■ Work instructions
Only the number is wanted: how many lines of the listing below contain "Result"?

■ Records to process
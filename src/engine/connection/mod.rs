//! Socket resolution and container engine connection.
//!
//! The runtime backend is a Docker-compatible engine reached through
//! `bollard`. The socket endpoint is resolved from configuration first, then
//! from the usual engine environment variables, then from the platform
//! default.

mod create_container;

use bollard::Docker;

pub use create_container::{
    ContainerCreator, CreateContainerFuture, CreatedContainer, USERNS_MODE_HOST,
    build_container_body,
};

use crate::error::{ContainerError, PodshimError};

/// Environment variable names checked in fallback order after configuration sources.
const FALLBACK_ENV_VARS: &[&str] = &["DOCKER_HOST", "CONTAINER_HOST", "PODMAN_HOST"];

/// Connection timeout in seconds for engine API connections.
const CONNECTION_TIMEOUT_SECS: u64 = 120;

/// Default socket path for Unix platforms.
#[cfg(unix)]
const DEFAULT_SOCKET: &str = "unix:///var/run/docker.sock";

/// Default socket path for Windows platforms.
#[cfg(windows)]
const DEFAULT_SOCKET: &str = "npipe:////./pipe/docker_engine";

/// Resolves container engine socket endpoints from environment variables.
///
/// `E` is an environment provider implementing `mockable::Env`, so tests can
/// substitute a mock environment.
pub struct SocketResolver<'a, E: mockable::Env> {
    env: &'a E,
}

impl<'a, E: mockable::Env> SocketResolver<'a, E> {
    /// Creates a new socket resolver with the given environment provider.
    #[must_use]
    pub const fn new(env: &'a E) -> Self {
        Self { env }
    }

    /// Resolves the socket endpoint from `DOCKER_HOST`, `CONTAINER_HOST`,
    /// then `PODMAN_HOST`, skipping unset or empty values.
    #[must_use]
    pub fn resolve_from_env(&self) -> Option<String> {
        FALLBACK_ENV_VARS
            .iter()
            .filter_map(|var_name| self.env.string(var_name))
            .find(|value| !value.is_empty())
    }

    /// Returns the platform default socket path.
    #[must_use]
    pub const fn default_socket() -> &'static str {
        DEFAULT_SOCKET
    }
}

/// Classifies socket endpoint types for connection handling.
enum SocketType {
    /// Unix socket or Windows named pipe with explicit scheme.
    Socket,
    /// HTTP, HTTPS, or TCP endpoint (TCP is rewritten to HTTP).
    Http,
    /// Bare path without scheme prefix.
    BarePath,
}

impl SocketType {
    fn classify(socket: &str) -> Self {
        if socket.starts_with("unix://") || socket.starts_with("npipe://") {
            return Self::Socket;
        }
        if ["tcp://", "http://", "https://"]
            .iter()
            .any(|scheme| socket.starts_with(scheme))
        {
            return Self::Http;
        }
        Self::BarePath
    }
}

/// Connects to the runtime backend and drives container creation.
pub struct EngineConnector;

impl EngineConnector {
    /// Connect to the container engine at the specified socket path.
    ///
    /// Accepts `unix://`, `npipe://`, `tcp://` (treated as HTTP), `http://`,
    /// and `https://` endpoints. Bare paths starting with `\\` or `//` are
    /// treated as named pipes and anything else as a Unix socket path.
    ///
    /// # Errors
    ///
    /// Returns `ContainerError::ConnectionFailed` if the connection cannot be
    /// established.
    pub fn connect(socket: &str) -> Result<Docker, PodshimError> {
        let docker = match SocketType::classify(socket) {
            SocketType::Socket => Docker::connect_with_socket(
                socket,
                CONNECTION_TIMEOUT_SECS,
                bollard::API_DEFAULT_VERSION,
            ),
            SocketType::Http => Docker::connect_with_http(
                &socket.replacen("tcp://", "http://", 1),
                CONNECTION_TIMEOUT_SECS,
                bollard::API_DEFAULT_VERSION,
            ),
            SocketType::BarePath => Docker::connect_with_socket(
                &Self::normalize_bare_path(socket),
                CONNECTION_TIMEOUT_SECS,
                bollard::API_DEFAULT_VERSION,
            ),
        }
        .map_err(|e| {
            PodshimError::from(ContainerError::ConnectionFailed {
                message: e.to_string(),
            })
        })?;

        tracing::debug!(socket, "connected to container engine");
        Ok(docker)
    }

    /// Prefix a bare socket path with `npipe://` or `unix://` by its syntax.
    fn normalize_bare_path(path: &str) -> String {
        if path.starts_with("\\\\") || path.starts_with("//") {
            format!("npipe://{path}")
        } else {
            format!("unix://{path}")
        }
    }

    /// Connect using the resolved socket from configuration and environment.
    ///
    /// # Errors
    ///
    /// Returns `ContainerError::ConnectionFailed` if the connection cannot be
    /// established.
    pub fn connect_with_fallback<E: mockable::Env>(
        config_socket: Option<&str>,
        resolver: &SocketResolver<'_, E>,
    ) -> Result<Docker, PodshimError> {
        let socket = Self::resolve_socket(config_socket, resolver);
        Self::connect(&socket)
    }

    /// Resolves the socket endpoint without establishing a connection.
    ///
    /// Resolution order:
    /// 1. `config_socket` (from CLI, config file, or `PODSHIM_ENGINE_SOCKET`)
    /// 2. `DOCKER_HOST`, `CONTAINER_HOST`, `PODMAN_HOST` (via resolver)
    /// 3. Platform default socket
    #[must_use]
    pub fn resolve_socket<E: mockable::Env>(
        config_socket: Option<&str>,
        resolver: &SocketResolver<'_, E>,
    ) -> String {
        config_socket
            .map(str::trim)
            .filter(|s| !s.is_empty())
            .map(String::from)
            .or_else(|| resolver.resolve_from_env())
            .unwrap_or_else(|| SocketResolver::<E>::default_socket().to_owned())
    }

    /// Create a tokio runtime for synchronous operations.
    ///
    /// # Errors
    ///
    /// Returns `ContainerError::RuntimeCreationFailed` if the runtime cannot
    /// be built.
    pub fn create_runtime() -> Result<tokio::runtime::Runtime, PodshimError> {
        tokio::runtime::Runtime::new().map_err(|e| {
            PodshimError::from(ContainerError::RuntimeCreationFailed {
                message: e.to_string(),
            })
        })
    }
}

■ Task response
3